Lab 2: Cracking Passwords

Due Sunday, October 13 by 11:59pm

In this assignment, we will explore the space-time tradeoffs of some data structures used to crack passwords.

Because stolen password databases are a real problem, most reasonably secure password database implementations do not store passwords in plaintext form.

An encrypted password database has the following form:

username_1,pwhash_1
username_2,pwhash_2
...
username_n,pwhash_n

In this assignment, assume that a username is an alphanumeric string, and that a password plaintext is an uppercase string exactly 4 characters long composed of the following characters: 0-9, A-F. Since we are exploring the scenario where you possess a stolen password database, you will have direct access to the database file.

Your task is to explore several schemes used to recover passwords from password databases, a process often referred to as password cracking.

This assignment is split into two parts. In part #1, you will implement and generate a cracked password dictionary. In part #2, you will implement and generate several variations on precomputed hash tables, including rainbow tables. In both parts, you will be attempting to recover plaintext passwords from an encrypted password database.

Requirements:

Language. You should write these programs using Java. Please only use the built-in Java libraries (do not use any additional JARs). If you are at all uncertain about which libraries are OK and which are not, please ask me.

Common environment. If you wish, you may develop this code on your own machine, but please be sure to test it in your class virtual machine before submitting. All assignments will be graded using the class VM.

Stack Overflow. You are permitted to refer to Stack Overflow for help, but you must not under any circumstances copy the code you see there. If you find a helpful Stack Overflow post, you must attribute the source of your inspiration in a comment at the appropriate location of your code, and you must provide a URL for me to look at. Unattributed code will be considered an honor code violation.

Instructions for Compiling and Running. You must supply a file called BUILDING.md with your submission explaining how to:

compile your program using javac, and
how to run your program on the command line.

Reflection questions. This assignment asks you to answer a few questions. You must supply the answers to these questions in a PROBLEMS.md file.

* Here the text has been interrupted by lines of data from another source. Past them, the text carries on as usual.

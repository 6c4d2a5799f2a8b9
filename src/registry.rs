//! Registry of recipe descriptors, keyed by recipe id.
//!
//! Descriptors go through the two-phase lifecycle here: a document is parsed
//! and validated on [`RecipeRegistry::register`], then held immutably behind an
//! `Arc` until it is unregistered. The host keeps one registry for the lifetime
//! of the plugin.

use std::collections::HashMap;
use std::sync::Arc;

use crate::manifest::{RecipeManifest, ValidationError};
use crate::recipes;

/// In-memory store of validated recipe descriptors.
#[derive(Default)]
pub struct RecipeRegistry {
    recipes: HashMap<String, Arc<RecipeManifest>>,
}

impl RecipeRegistry {
    pub fn new() -> Self {
        Self {
            recipes: HashMap::new(),
        }
    }

    /// A registry pre-loaded with the recipes shipped in this crate.
    pub fn with_builtin_recipes() -> Result<Self, ValidationError> {
        let mut registry = Self::new();
        for (id, document) in recipes::builtin_recipes() {
            registry.register(id, document)?;
        }
        Ok(registry)
    }

    /// Parses, validates and stores a manifest document under `id`.
    ///
    /// Re-registering an id replaces the previous descriptor; callers holding
    /// an `Arc` to the old one are unaffected.
    pub fn register(
        &mut self,
        id: impl Into<String>,
        document: &str,
    ) -> Result<Arc<RecipeManifest>, ValidationError> {
        let id = id.into();
        let manifest = RecipeManifest::parse(document)?;
        manifest.validate()?;
        let manifest = Arc::new(manifest);
        if self
            .recipes
            .insert(id.clone(), Arc::clone(&manifest))
            .is_some()
        {
            log::warn!("recipe '{}' was already registered, replacing it", id);
        } else {
            log::info!("registered recipe '{}' ({})", id, manifest.meta.label);
        }
        Ok(manifest)
    }

    pub fn get(&self, id: &str) -> Option<Arc<RecipeManifest>> {
        self.recipes.get(id).map(Arc::clone)
    }

    /// Registered recipe ids, sorted for stable iteration.
    pub fn ids(&self) -> Vec<&str> {
        let mut ids: Vec<&str> = self.recipes.keys().map(String::as_str).collect();
        ids.sort_unstable();
        ids
    }

    pub fn unregister(&mut self, id: &str) -> Option<Arc<RecipeManifest>> {
        self.recipes.remove(id)
    }

    pub fn len(&self) -> usize {
        self.recipes.len()
    }

    pub fn is_empty(&self) -> bool {
        self.recipes.is_empty()
    }
}
//! A complete walkthrough: load a recipe descriptor, resolve its parameters,
//! enrich a batch of clinical notes and shape the responses into columns.
//!
//! This example demonstrates:
//! - Loading the built-in recipe descriptors into a registry
//! - How parameter visibility reacts to the expert toggle
//! - Collecting the effective parameter mapping from user input
//! - Decoding the typed recipe configuration
//! - Running the parallel enrichment against an analyzer
//! - Expanding raw responses into per-entity-type columns

use async_trait::async_trait;
use medcomprehend::prelude::*;
use serde_json::json;
use std::collections::HashMap;

// ============================================================================
// Step 1: An Analyzer to Run Against
// ============================================================================

/// A canned analyzer so the example runs without AWS credentials. The real
/// client (`medcomprehend::ComprehendMedicalClient`, behind the `aws`
/// feature) implements the same trait.
struct DemoAnalyzer;

#[async_trait]
impl MedicalTextAnalyzer for DemoAnalyzer {
    async fn detect_entities(&self, text: &str) -> Result<ParamValue, AnalyzerError> {
        let haystack = text.to_lowercase();
        let mut entities = Vec::new();
        for (needle, category, score) in [
            ("aspirin", "MEDICATION", 0.99),
            ("metformin", "MEDICATION", 0.97),
            ("ibuprofen", "MEDICATION", 0.55),
            ("headache", "MEDICAL_CONDITION", 0.98),
            ("diabetes", "MEDICAL_CONDITION", 0.96),
        ] {
            if haystack.contains(needle) {
                entities.push(json!({
                    "Text": needle,
                    "Category": category,
                    "Type": "GENERIC_NAME",
                    "Score": score
                }));
            }
        }
        Ok(json!({ "Entities": entities, "ModelVersion": "demo" }))
    }

    async fn detect_phi(&self, _text: &str) -> Result<ParamValue, AnalyzerError> {
        Ok(json!({ "Entities": [] }))
    }
}

// ============================================================================
// Main: From Descriptor to Enriched Output
// ============================================================================

#[tokio::main(flavor = "current_thread")]
async fn main() -> Result<(), Box<dyn std::error::Error>> {
    println!("=== Medical Entity Recognition Walkthrough ===\n");

    // --- Load the built-in recipes ---
    let registry = RecipeRegistry::with_builtin_recipes()?;
    println!("Available recipes: {:?}", registry.ids());
    let recipe = registry
        .get("medical-entity-recognition")
        .expect("built-in recipe");
    println!("Loaded '{}'\n", recipe.meta.label);

    // --- Visibility reacts to the expert toggle ---
    let mut form = HashMap::new();
    let mut basic: Vec<String> = recipe.visible_params(&form).into_iter().collect();
    basic.sort();
    println!("Visible without expert mode: {:?}", basic);

    form.insert("expert".to_string(), json!(true));
    let mut expert: Vec<String> = recipe.visible_params(&form).into_iter().collect();
    expert.sort();
    println!("Visible with expert mode:    {:?}\n", expert);

    // --- Resolve the effective parameters of an invocation ---
    let mut user_input = HashMap::new();
    user_input.insert("text_column".to_string(), json!("notes"));
    user_input.insert(
        "api_configuration_preset".to_string(),
        json!({ "aws_region": "us-east-1", "parallel_workers": 2 }),
    );
    user_input.insert(
        "entity_types".to_string(),
        json!(["MEDICATION", "MEDICAL_CONDITION"]),
    );
    user_input.insert("expert".to_string(), json!(true));
    user_input.insert("minimum_score".to_string(), json!(0.6));

    let effective = recipe.effective_params(&user_input)?;
    let params = EntityRecognitionParams::from_effective(&effective)?;
    println!(
        "Running over column '{}' with minimum score {}",
        params.text_column, params.minimum_score
    );

    // --- Build a batch of clinical notes ---
    let mut batch = RowBatch::new(vec!["patient_id".to_string(), "notes".to_string()]);
    let notes = [
        "Patient reports a headache, took aspirin 100mg with relief.",
        "Started metformin for type 2 diabetes, tolerating well.",
        "",
        "Ibuprofen 400mg for knee pain.",
    ];
    for (i, note) in notes.iter().enumerate() {
        let mut row = HashMap::new();
        row.insert("patient_id".to_string(), json!(i + 1));
        row.insert("notes".to_string(), json!(note));
        batch.push_row(row);
    }

    // --- Enrich and format ---
    let preset = ApiConfigurationPreset::from_value(&params.api_configuration_preset)?;
    let options = EnrichmentOptions::from_preset(
        AnalyzerOperation::DetectEntities,
        &preset,
        params.error_handling,
    );
    let enriched = enrich_rows(&DemoAnalyzer, &batch, &params.text_column, &options).await?;

    let formatter = EntityRecognitionFormatter::from_params(&batch.columns, &params);
    let output = formatter.format_batch(&enriched)?;

    println!("\nOutput columns:");
    for (name, description) in formatter.column_descriptions() {
        println!("  {}: {}", name, description);
    }

    println!("\nEnriched rows:");
    for (i, _) in output.rows.iter().enumerate() {
        let medications = output
            .cell(i, "medical_entity_api_entity_type_medication_text")
            .cloned()
            .unwrap_or_default();
        let conditions = output
            .cell(i, "medical_entity_api_entity_type_medical condition_text")
            .cloned()
            .unwrap_or_default();
        println!(
            "  patient {}: medications={} conditions={}",
            i + 1,
            medications,
            conditions
        );
    }

    // The ibuprofen mention scored below 0.6, so row 4 comes back empty.
    println!("\n=== Walkthrough completed successfully! ===");
    Ok(())
}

Starter code. There is no starter code for this assignment. However, you will be given access to a reference implementation of a precomputed hash table generator / rainbow table generator. You will also be given a zipped, encrypted database, encrypted_db.txt.

Inputs and Outputs

The file, encrypted_db.txt, is a password database of the following form:

username_1,pwhash_1
username_2,pwhash_2
...
username_n,pwhash_n

where username_i is an alphanumeric user name, and where pwhash_i is a 32 digit hexadecimal number (i.e., 16 bytes), representing a password hash. Passwords are hashed using the MD5 cryptographic hash algorithm. Password plaintexts, which are not stored in the password database, are composed of the following characters: 0-9 and A-F, and are exactly 4 characters long. This file is the input to your program.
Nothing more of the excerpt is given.